Deep learning is essentially an autonomous, self-taught system in which you use existing data to train algorithms to find patterns, and then use those algorithms to make predictions on new data. For example, you can train a deep learning algorithm to recognize cats in photos. You can do this by feeding it millions of images that either contain cats or don’t. The program will then build patterns by classifying and clustering image data such as edges, shapes, colors, distances between shapes, etc. These patterns would then inform a predictive model that was able to look at a new set of images and predict whether they contained cats based on the model created using the training data.
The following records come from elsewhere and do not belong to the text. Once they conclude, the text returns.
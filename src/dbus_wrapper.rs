// Copyright 2024 The ChromiumOS Authors
// Use of this source code is governed by a BSD-style license that can be
// found in the LICENSE file.

// Thin, mockable wrapper around a system D-Bus connection. Everything that
// talks to update_engine, imageloader, or lvmd goes through this trait so
// the proxies in updater_proxy.rs / mount_proxy.rs / image_backend/lvm_backend.rs
// can be driven by mockall in tests instead of a real bus.

use std::{future::Future, pin::Pin, sync::Arc};

use dbus::{
    arg::{AppendAll, ReadAll},
    channel::Sender,
    nonblock::SyncConnection,
    Message,
};

#[cfg(test)]
use mockall::automock;

use crate::common::DEFAULT_DBUS_TIMEOUT;

#[cfg_attr(test, automock)]
pub trait DbusConnectionTrait {
    fn call_dbus_method<T: ReadAll + 'static, A: AppendAll + 'static>(
        &self,
        service: &str,
        path: &str,
        interface: &str,
        method: &str,
        method_args: A,
    ) -> Pin<Box<dyn Future<Output = Result<T, dbus::Error>> + Send + 'static>>;

    fn send(&self, msg: Message) -> Result<u32, ()>;
}

pub struct DbusConnection {
    conn: Arc<SyncConnection>,
}

impl DbusConnection {
    pub fn new(conn: Arc<SyncConnection>) -> Arc<DbusConnection> {
        Arc::new(DbusConnection { conn })
    }
}

impl DbusConnectionTrait for DbusConnection {
    fn call_dbus_method<T: ReadAll + 'static, A: AppendAll + 'static>(
        &self,
        service: &str,
        path: &str,
        interface: &str,
        method: &str,
        method_args: A,
    ) -> Pin<Box<dyn Future<Output = Result<T, dbus::Error>> + Send + 'static>> {
        let proxy =
            dbus::nonblock::Proxy::new(service, path, DEFAULT_DBUS_TIMEOUT, self.conn.clone());
        Box::pin(proxy.method_call(interface, method, method_args))
    }

    fn send(&self, msg: Message) -> Result<u32, ()> {
        self.conn.send(msg)
    }
}
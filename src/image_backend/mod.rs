// Copyright 2024 The ChromiumOS Authors
// Use of this source code is governed by a BSD-style license that can be
// found in the LICENSE file.

// Image storage is a capability set: create/delete/resolve/hash. The file
// backend and the logical-volume backend are two implementations; the rest
// of the core only ever holds one `Arc<dyn ImageBackend>` and treats images
// as opaque paths.

pub mod file_backend;
pub mod lvm_backend;

use std::path::PathBuf;

use anyhow::Result;

use crate::common::Slot;

pub trait ImageBackend: Send + Sync {
    /// Path the active/inactive slot image for `id` would live at, whether
    /// or not it currently exists.
    fn resolve_path(&self, id: &str, slot: Slot) -> PathBuf;

    /// Ensures both slot images exist and are at least `size` bytes,
    /// creating directories and preallocating space as needed.
    fn create(&self, id: &str, size: u64) -> Result<()>;

    /// Removes both slot images (and, for the LVM backend, the logical
    /// volumes themselves). Best-effort: returns the paths that failed to
    /// delete rather than aborting on the first error.
    fn delete(&self, id: &str) -> Vec<(PathBuf, std::io::Error)>;

    /// Hashes the first `size` bytes of the image at `path`.
    fn hash_file(&self, path: &std::path::Path, size: u64) -> Result<Vec<u8>>;

    /// Copies `size` bytes from `src` to `dst` while hashing the bytes
    /// written, so the returned hash matches exactly what landed on disk.
    fn copy_and_hash(
        &self,
        src: &std::path::Path,
        dst: &std::path::Path,
        size: u64,
    ) -> Result<Vec<u8>>;

    /// Prepares the slot inactive relative to `active_slot` to receive an
    /// update (e.g. activates the inactive logical volume). For the file
    /// backend this just (re)creates the inactive image.
    fn make_ready_for_update(&self, id: &str, active_slot: Slot, size: u64) -> Result<()>;
}
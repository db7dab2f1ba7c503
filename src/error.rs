// Copyright 2024 The ChromiumOS Authors
// Use of this source code is governed by a BSD-style license that can be
// found in the LICENSE file.

// Domain error kinds returned by DLC operations. Identifiers are stable;
// they are reported to clients and recorded as the last error on a DLC.

use thiserror::Error;

#[derive(Error, Debug, Clone, Copy, PartialEq, Eq)]
pub enum DlcErrorKind {
    #[error("none")]
    None,
    #[error("invalid dlc")]
    InvalidDlc,
    #[error("internal")]
    Internal,
    #[error("busy")]
    Busy,
    #[error("need reboot")]
    NeedReboot,
    #[error("allocation failure")]
    Allocation,
    #[error("no image found")]
    NoImageFound,
    #[error("failed to create directory")]
    FailedToCreateDirectory,
    #[error("failed to verify image")]
    FailedToVerifyImage,
    #[error("failed to mount image")]
    FailedToMountImage,
    #[error("update_engine reported an install failure")]
    FailedInstallInUpdateEngine,
    #[error("failed to allocate storage during hibernate resume")]
    FailedCreationDuringHibernateResume,
    #[error("internal failure")]
    FailedInternal,
}

impl Default for DlcErrorKind {
    fn default() -> Self {
        DlcErrorKind::None
    }
}

#[derive(Error, Debug)]
#[error("{kind}: {message}")]
pub struct DlcError {
    pub kind: DlcErrorKind,
    pub message: String,
}

impl DlcError {
    pub fn new(kind: DlcErrorKind, message: impl Into<String>) -> Self {
        DlcError {
            kind,
            message: message.into(),
        }
    }
}

pub type Result<T> = std::result::Result<T, DlcError>;

// Convenience constructors mirroring the error kinds above, used throughout
// dlc.rs and dlc_manager.rs so call sites read as `Err(invalid_dlc(&id))`.
macro_rules! error_ctor {
    ($name:ident, $kind:ident) => {
        pub fn $name(message: impl Into<String>) -> DlcError {
            DlcError::new(DlcErrorKind::$kind, message)
        }
    };
}

error_ctor!(invalid_dlc, InvalidDlc);
error_ctor!(internal, Internal);
error_ctor!(busy, Busy);
error_ctor!(need_reboot, NeedReboot);
error_ctor!(allocation, Allocation);
error_ctor!(no_image_found, NoImageFound);
error_ctor!(failed_to_create_directory, FailedToCreateDirectory);
error_ctor!(failed_to_verify_image, FailedToVerifyImage);
error_ctor!(failed_to_mount_image, FailedToMountImage);
error_ctor!(failed_install_in_update_engine, FailedInstallInUpdateEngine);
error_ctor!(
    failed_creation_during_hibernate_resume,
    FailedCreationDuringHibernateResume
);
error_ctor!(failed_internal, FailedInternal);
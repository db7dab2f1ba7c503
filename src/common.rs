// Copyright 2024 The ChromiumOS Authors
// Use of this source code is governed by a BSD-style license that can be
// found in the LICENSE file.

use std::path::PathBuf;
use std::time::Duration;

pub type DlcId = String;
pub type Package = String;

pub const BINARY_IDENTITY: &str = "dlcservice";

// How often the manager re-polls update_engine status while an install is
// in flight, to recover from a missed signal.
pub const PERIODIC_INSTALL_CHECK_INTERVAL: Duration = Duration::from_secs(10);
// Consecutive non-install status updates tolerated before an in-flight
// install is given up as stuck.
pub const TOLERANCE_CAP: u32 = 30;
// Upper bound on a single LoadDlc/UnloadDlcImage round trip to imageloader.
pub const MOUNT_TIMEOUT: Duration = Duration::from_secs(60);
pub const DEFAULT_DBUS_TIMEOUT: Duration = Duration::from_secs(10);

pub const MANIFEST_FILE_NAME: &str = "imageloader.json";
pub const IMAGE_FILE_NAME: &str = "dlc.img";
pub const VERIFIED_PREF_NAME: &str = "verified";
pub const ROOT_MOUNT_PREF_NAME: &str = "root_mount";

#[derive(Debug, Clone, Copy, PartialEq, Eq, Hash)]
pub enum Slot {
    A,
    B,
}

impl Slot {
    pub fn other(self) -> Slot {
        match self {
            Slot::A => Slot::B,
            Slot::B => Slot::A,
        }
    }

    pub fn as_str(self) -> &'static str {
        match self {
            Slot::A => "a",
            Slot::B => "b",
        }
    }

    pub fn as_upper(self) -> &'static str {
        match self {
            Slot::A => "A",
            Slot::B => "B",
        }
    }
}

impl std::fmt::Display for Slot {
    fn fmt(&self, f: &mut std::fmt::Formatter<'_>) -> std::fmt::Result {
        write!(f, "{}", self.as_str())
    }
}

/// Named filesystem roots and process-wide knobs, analogous to the
/// compile-time constants `shadercached::common` defines, but gathered
/// behind a struct so tests can point them at a scratch directory.
#[derive(Debug, Clone)]
pub struct Config {
    pub content_dir: PathBuf,
    pub prefs_dir: PathBuf,
    pub manifest_dir: PathBuf,
    pub preloaded_content_dir: PathBuf,
    pub factory_install_dir: PathBuf,
    pub deployed_content_dir: PathBuf,
    pub verification_value_file: PathBuf,
    pub mount_base_dir: PathBuf,
    pub use_logical_volumes: bool,
    pub is_official_build: bool,
}

impl Default for Config {
    fn default() -> Self {
        Config {
            content_dir: PathBuf::from("/var/lib/dlcservice/dlc"),
            prefs_dir: PathBuf::from("/var/lib/dlcservice/prefs"),
            manifest_dir: PathBuf::from("/opt/google/dlc"),
            preloaded_content_dir: PathBuf::from("/var/cache/dlc-images"),
            factory_install_dir: PathBuf::from("/usr/local/factory-dlc"),
            deployed_content_dir: PathBuf::from("/usr/local/dlc"),
            verification_value_file: PathBuf::from("/opt/google/dlc/verification_value"),
            mount_base_dir: PathBuf::from("/run/imageloader"),
            use_logical_volumes: false,
            is_official_build: true,
        }
    }
}

/// Parses process arguments the way `hiberman` and `crosh` do: a handful of
/// `--flag value` overrides layered on top of the compiled-in defaults, so
/// tests and sandboxed runs can redirect every path without recompiling.
pub fn parse_config(args: &[String]) -> anyhow::Result<Config> {
    let mut opts = getopts::Options::new();
    opts.optopt("", "content-dir", "DLC content directory", "PATH");
    opts.optopt("", "prefs-dir", "DLC prefs directory", "PATH");
    opts.optopt("", "manifest-dir", "DLC manifest directory", "PATH");
    opts.optopt("", "mount-base-dir", "imageloader mount base", "PATH");
    opts.optflag("", "use-logical-volumes", "use the LVM image backend");
    opts.optflag("", "unofficial-build", "run as a non-official (test) build");

    let matches = opts.parse(args)?;
    let mut config = Config::default();
    if let Some(v) = matches.opt_str("content-dir") {
        config.content_dir = PathBuf::from(v);
    }
    if let Some(v) = matches.opt_str("prefs-dir") {
        config.prefs_dir = PathBuf::from(v);
    }
    if let Some(v) = matches.opt_str("manifest-dir") {
        config.manifest_dir = PathBuf::from(v);
    }
    if let Some(v) = matches.opt_str("mount-base-dir") {
        config.mount_base_dir = PathBuf::from(v);
    }
    if matches.opt_present("use-logical-volumes") {
        config.use_logical_volumes = true;
    }
    if matches.opt_present("unofficial-build") {
        config.is_official_build = false;
    }
    Ok(config)
}
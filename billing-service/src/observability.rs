use tracing_subscriber::EnvFilter;

/// Install the global fmt subscriber. `RUST_LOG` wins when set; otherwise
/// the service logs at info level.
pub fn init_tracing() {
    let filter = EnvFilter::try_from_default_env()
        .unwrap_or_else(|_| EnvFilter::new("info,billing_service=info"));

    tracing_subscriber::fmt()
        .with_env_filter(filter)
        .with_target(false)
        .init();
}
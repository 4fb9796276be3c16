pub mod config;
pub mod dataset;
pub mod error;
pub mod http;
pub mod ingest;
pub mod invoice;
pub mod metrics_server;
pub mod numeric;
pub mod observability;
pub mod render;
pub mod storage;

pub use error::BillingError;
pub use ingest::{BatchOutcome, Ingestor};
pub use invoice::{InvoiceService, InvoiceSummary};
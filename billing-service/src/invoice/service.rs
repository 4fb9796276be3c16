use std::sync::Arc;

use billing_client::{db::invoice_queries, domain::NewInvoice};
use sqlx::PgPool;
use time::{Date, OffsetDateTime};

use crate::{error::BillingError, render::InvoiceRenderer, storage, storage::DocumentStore};

use super::aggregate;

/// Orchestrates invoice creation: aggregate, persist the invoice row,
/// render, write the document, attach its location.
///
/// The invoice row is committed before rendering starts. If rendering or
/// the document write fails, the row survives with an empty document path
/// and can be re-rendered from its stored totals; the error still reaches
/// the caller.
pub struct InvoiceService {
    pool: PgPool,
    renderer: Arc<dyn InvoiceRenderer>,
    store: Arc<dyn DocumentStore>,
}

impl InvoiceService {
    pub fn new(pool: PgPool, renderer: Arc<dyn InvoiceRenderer>, store: Arc<dyn DocumentStore>) -> Self {
        Self { pool, renderer, store }
    }

    pub async fn create_invoice(
        &self,
        customer_id: i64,
        start: Date,
        end: Option<Date>,
    ) -> Result<Vec<u8>, BillingError> {
        let summary = aggregate::compute_summary(&self.pool, customer_id, start, end).await?;

        let invoice = invoice_queries::insert_invoice(
            &self.pool,
            &NewInvoice {
                customer_id,
                created_at: OffsetDateTime::now_utc(),
                period_start: summary.period_start,
                period_end: summary.period_end,
                total_usage: summary.total_usage,
                total_cost: summary.total_cost,
            },
        )
        .await?;
        metrics::counter!("invoices_created_total").increment(1);

        let bytes = match self.renderer.render(&invoice, &summary) {
            Ok(bytes) => bytes,
            Err(e) => {
                metrics::counter!("invoice_render_failures_total").increment(1);
                tracing::warn!(
                    invoice_id = invoice.id,
                    error = %e,
                    "rendering failed; invoice row kept without a document"
                );
                return Err(e);
            }
        };

        let key = storage::document_key(
            customer_id,
            summary.period_end.year(),
            invoice.id,
            self.renderer.extension(),
        );
        let location = match self.store.write(&key, &bytes).await {
            Ok(location) => location,
            Err(e) => {
                metrics::counter!("invoice_document_write_failures_total").increment(1);
                tracing::warn!(
                    invoice_id = invoice.id,
                    key = %key,
                    error = %e,
                    "document write failed; invoice row kept without a document"
                );
                return Err(e);
            }
        };

        invoice_queries::set_document_path(&self.pool, invoice.id, &location).await?;

        tracing::info!(
            invoice_id = invoice.id,
            customer_id,
            document = %location,
            total_cost = %invoice.total_cost,
            "invoice created"
        );

        Ok(bytes)
    }
}
/// Why a single dataset row was rejected.
#[derive(thiserror::Error, Debug)]
pub enum RowParseError {
    #[error("invalid numeric value '{0}'")]
    InvalidNumericFormat(String),
    #[error("invalid timestamp '{0}'")]
    InvalidTimestampFormat(String),
    #[error("expected 3 columns (timestamp;usage;price), found {0}")]
    WrongColumnCount(usize),
    #[error("malformed record: {0}")]
    Malformed(String),
}

/// Failure taxonomy of the ingestion-to-invoice pipeline.
///
/// Every kind is distinguishable to the caller; nothing is swallowed.
/// `BatchParse` aborts the whole upload before any row is persisted, and
/// `RenderFailure`/`StorageWriteFailure` leave behind an invoice row without
/// a document path, which the caller may re-render later.
#[derive(thiserror::Error, Debug)]
pub enum BillingError {
    #[error("customer {0} not found")]
    CustomerNotFound(i64),
    #[error("meter {meter_id} is registered to another customer")]
    MeterConflict { meter_id: i64 },
    #[error("batch rejected at row {row} ('{raw}'): {source}")]
    BatchParse {
        row: usize,
        raw: String,
        #[source]
        source: RowParseError,
    },
    #[error("invoice rendering failed: {0}")]
    RenderFailure(String),
    #[error("document write failed for '{key}': {source}")]
    StorageWriteFailure {
        key: String,
        #[source]
        source: std::io::Error,
    },
    #[error("database error: {0}")]
    Database(#[from] sqlx::Error),
    #[error("io error: {0}")]
    Io(#[from] std::io::Error),
}
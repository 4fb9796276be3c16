use billing_client::{
    db::{customer_queries, meter_queries},
    domain::Meter,
};
use sqlx::PgConnection;

use crate::error::BillingError;

/// Resolve the meter a batch of readings belongs to, creating one if needed.
///
/// Runs on the open batch transaction and starts by locking the customer
/// row, so concurrent uploads for the same customer cannot both create a
/// "first" meter or race on the default pointer.
///
/// With no explicit id, the customer's default meter wins; absent one, a
/// fresh meter is created and becomes the default. With an explicit id, a
/// missing meter is created under that id, a meter owned by someone else is
/// a `MeterConflict`, and in every surviving case the customer's default is
/// repointed at the explicit meter.
pub async fn resolve_meter(
    conn: &mut PgConnection,
    customer_id: i64,
    explicit_meter_id: Option<i64>,
) -> Result<Meter, BillingError> {
    let customer = customer_queries::lock_customer(conn, customer_id)
        .await?
        .ok_or(BillingError::CustomerNotFound(customer_id))?;

    match explicit_meter_id {
        None => match customer.default_meter_id {
            Some(meter_id) => Ok(meter_queries::fetch_meter(conn, meter_id).await?),
            None => {
                let meter = meter_queries::insert_meter(conn, customer.id, None).await?;
                customer_queries::set_default_meter(conn, customer.id, meter.id).await?;
                tracing::info!(
                    customer_id = customer.id,
                    meter_id = meter.id,
                    "created implicit meter and set it as default"
                );
                Ok(meter)
            }
        },
        Some(meter_id) => {
            let meter = match meter_queries::find_meter(conn, meter_id).await? {
                None => {
                    let meter = meter_queries::insert_meter_with_id(conn, meter_id, customer.id).await?;
                    tracing::info!(
                        customer_id = customer.id,
                        meter_id,
                        "adopted caller-supplied meter id"
                    );
                    meter
                }
                Some(meter) if meter.customer_id != customer.id => {
                    return Err(BillingError::MeterConflict { meter_id });
                }
                Some(meter) => meter,
            };

            // The explicit branch always repoints the default, even when the
            // meter already was the default.
            customer_queries::set_default_meter(conn, customer.id, meter.id).await?;
            Ok(meter)
        }
    }
}
use std::net::SocketAddr;

use anyhow::Context;
use axum::{routing::get, Router};
use metrics_exporter_prometheus::{PrometheusBuilder, PrometheusHandle};
use once_cell::sync::OnceCell;

static PROM_HANDLE: OnceCell<PrometheusHandle> = OnceCell::new();

/// Install the Prometheus recorder and serve `/metrics` on `bind_addr`.
///
/// The scrape endpoint runs on a detached task so it cannot block request
/// handling; a bind failure is logged rather than taking the service down.
pub fn init(bind_addr: &str) -> anyhow::Result<()> {
    let handle = PrometheusBuilder::new()
        .install_recorder()
        .context("failed to install Prometheus metrics recorder")?;
    let _ = PROM_HANDLE.set(handle);

    let addr: SocketAddr = bind_addr
        .parse()
        .with_context(|| format!("invalid metrics bind address '{bind_addr}'"))?;

    tokio::spawn(async move {
        let app = Router::new().route("/metrics", get(render_metrics));
        match tokio::net::TcpListener::bind(addr).await {
            Ok(listener) => {
                if let Err(e) = axum::serve(listener, app.into_make_service()).await {
                    tracing::error!(error = %e, "metrics server error");
                }
            }
            Err(e) => {
                tracing::error!(error = %e, %addr, "failed to bind metrics listener");
            }
        }
    });

    Ok(())
}

async fn render_metrics() -> String {
    PROM_HANDLE.get().map(PrometheusHandle::render).unwrap_or_default()
}
use std::sync::Arc;

use anyhow::Result;
use billing_service::{
    config::AppConfig,
    http::{self, AppState},
    ingest::Ingestor,
    invoice::InvoiceService,
    metrics_server, observability,
    render::HtmlRenderer,
    storage::FsDocumentStore,
};
use sqlx::postgres::PgPoolOptions;

#[tokio::main]
async fn main() -> Result<()> {
    observability::init_tracing();

    let cfg = AppConfig::load()?;

    if let Some(metrics_cfg) = &cfg.metrics {
        metrics_server::init(&metrics_cfg.bind_addr)?;
    }

    let pool = PgPoolOptions::new()
        .max_connections(cfg.database.max_connections)
        .connect(&cfg.database.uri)
        .await?;

    sqlx::migrate!("./migrations").run(&pool).await?;

    let ingestor = Arc::new(Ingestor::new(pool.clone(), &cfg.storage.upload_dir));
    let invoices = Arc::new(InvoiceService::new(
        pool.clone(),
        Arc::new(HtmlRenderer),
        Arc::new(FsDocumentStore::new(&cfg.storage.invoice_dir)),
    ));

    let app = http::router(AppState {
        pool,
        ingestor,
        invoices,
    });

    let listener = tokio::net::TcpListener::bind(&cfg.http.bind_addr).await?;
    tracing::info!(addr = %cfg.http.bind_addr, "billing service listening");
    axum::serve(listener, app.into_make_service()).await?;

    Ok(())
}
Deep learning algorithms do this by simulating different artificial neural network layers of the network of neurons in our brains. This allows the algorithm to perform various loops to narrow the pattern and improve the predictions for each loop.

A good example of deep learning in practice is Apple’s Face ID. When you install your phone, you train the algorithm by scanning your face. Every time you log in with Face ID, the TrueDepth camera captures thousands of data points that create a depth map of your face, which the phone’s built-in neural engine analyzes to predict if it’s you.

What is Reinforcement Learning?

Reinforcement Learning

Reinforcement learning usually derives predictions through trial and error. From an artificial intelligence perspective, it was developed in the late 1980s; it is based on the results of animal experiments, the concept of optimal control, and the temporal difference method. Besides supervised and unsupervised learning, reinforcement is one of the fundamental paradigms of machine learning. As the name suggests, the algorithm is trained with rewards.

For example, artificial intelligence was developed to play alongside humans in a certain mobile game. Every time the AI fails, the algorithm is modified to maximize its score. Therefore, this technique can learn from mistakes. Over many cycles, AI has evolved and gotten better at beating human players. Reinforcement learning is applied to a variety of cutting-edge technologies, such as improving robotics, text mining, and healthcare.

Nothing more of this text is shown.